The stories range from bleak and graphic horror to light comedy, with surrealness mixed into most stories: issues often incorporate gimmicks into their format (e.g. three stories being told simultaneously with each page containing one panel of each, an issue taking place in multiple television shows, and an issue meant to be reread backwards).

==Reception==
Since its debut the series has received positive reviews. On the review aggregator, Comic Book Roundup, the series averaged a rating of 8.5 out of 10 based on a sample of 150 critics.

==Adaptation==
In October 2018, it was announced an adaptation of the series was in development at Universal Cable Productions. In February 2020, it was announced the series had been picked up by mobile streaming platform Quibi. With Quibi's shutdown in December 2020, the fate of the series was mostly undetermined. However, in January 2021 W. Maxwell Prince mentioned that the series is still in production. In September 2024, it was announced Screen Gems had acquired the rights to the series with Alfred Gough and Miles Millar writing the adaptation.

== Collected editions ==
=== Trade paperbacks ===

| Title | Collected material | Published date | ISBN |
|---|---|---|---|
| Volume 1: Rainbow Sprinkles | Ice Cream Man #1–4 | 20 June 2018 | 9781534310865 |
| Volume 2: Strange Neapolitan | Ice Cream Man #5–8 | 12 December 2018 | 9781534308763 |
| Volume 3: Hopscotch Mélange | Ice Cream Man #9–12 | 12 June 2019 | 9781534312265 |
| Volume 4: Tiny Lives | Ice Cream Man #13–16 | 24 December 2019 | 9781534313767 |
| Volume 5: Other Confections | Ice Cream Man #17–20 | 8 September 2020 | 9781534315976 |
| Volume 6: Just Desserts | Ice Cream Man #21–24 | 29 June 2021 | 9781534317277 |
| Volume 7: Certain Descents | Ice Cream Man #25–28 | 23 February 2022 | 9781534319301 |
| Volume 8: Subjects & Objects | Ice Cream Man #29–32 | 26 October 2022 | 9781534323223 |
| Volume 9: Heavy Narration | Ice Cream Man #33–36 | 20 September 2023 | 9781534399839 |
| Volume 10: Imperious Wrecks | Ice Cream Man #37–40 | 20 November 2024 | 9781534397286 |
| Volume 11: Horror, Horror | Ice Cream Man #41-44 | 30 September 2025 | 9781534331167 |

=== Hardcovers ===

| Title | Collected material | Published date | ISBN |
|---|---|---|---|
| Ice Cream Man: Sundae Edition, Vol. 1 | Ice Cream Man #1–12 | 3 August 2022 | 9781534321823 |
| Ice Cream Man: Sundae Edition, Vol. 2 | Ice Cream Man #13–24, HAHA #6, and Ice Cream Man Quarantine Comix Special | 14 November 2023 | 9781534398191 |

== Uncollected specials ==
Two specials have been released which have not been collected into trades or hardcovers.
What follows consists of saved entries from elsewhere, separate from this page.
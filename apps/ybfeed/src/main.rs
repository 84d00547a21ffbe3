use clap::Parser;

use ybfeed_client_core::api::ApiClient;
use ybfeed_client_core::cli::{Cli, Command};
use ybfeed_client_core::config::Config;
use ybfeed_client_core::error::CliError;
use ybfeed_client_core::{client, commands, telemetry};

#[tokio::main]
async fn main() {
    let cli = Cli::parse();

    if let Err(err) = telemetry::init(&cli.logging.to_config()) {
        eprintln!("error: {err}");
        std::process::exit(1);
    }

    if let Err(err) = run(cli).await {
        eprintln!("error: {err}");
        std::process::exit(1);
    }
}

async fn run(cli: Cli) -> Result<(), CliError> {
    let config = match cli.server {
        Some(server) => Config::with_server(server),
        None => Config::from_env(),
    };
    let api = ApiClient::new(config.base_url()?);

    match cli.command {
        Command::Watch { feed, secret } => client::run_watch(api, &feed, secret.as_deref()).await,
        Command::Get { feed, auth } => commands::get(&api, &feed, &auth).await,
        Command::Item { feed, name, auth } => commands::item(&api, &feed, &name, &auth).await,
        Command::Post {
            feed,
            text,
            file,
            auth,
        } => commands::post(&api, &feed, text.as_deref(), file.as_deref(), &auth).await,
        Command::Delete { feed, name, auth } => commands::delete(&api, &feed, &name, &auth).await,
        Command::Empty { feed, auth } => commands::empty(&api, &feed, &auth).await,
        Command::SetPin { feed, pin, auth } => {
            commands::set_pin(&api, &feed, pin.as_deref(), &auth).await
        }
        Command::Link { feed, auth } => commands::link(&api, &feed, &auth).await,
        Command::Ping => commands::ping(&api).await,
    }
}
Ice Cream Man Presents: Quarantine Comix Special was released on September 9, 2020. It includes multiple mini-comics from various creators which were originally released online early on during the COVID-19 pandemic.

Ice Cream Man: The Mortal Coil Shuffle was released on November 5, 2025. It consists of a deck of 55 "playing" cards which are intended to be read in order to form a sequential story. Its original release was specifically described as being a one-time thing which would not be printed again.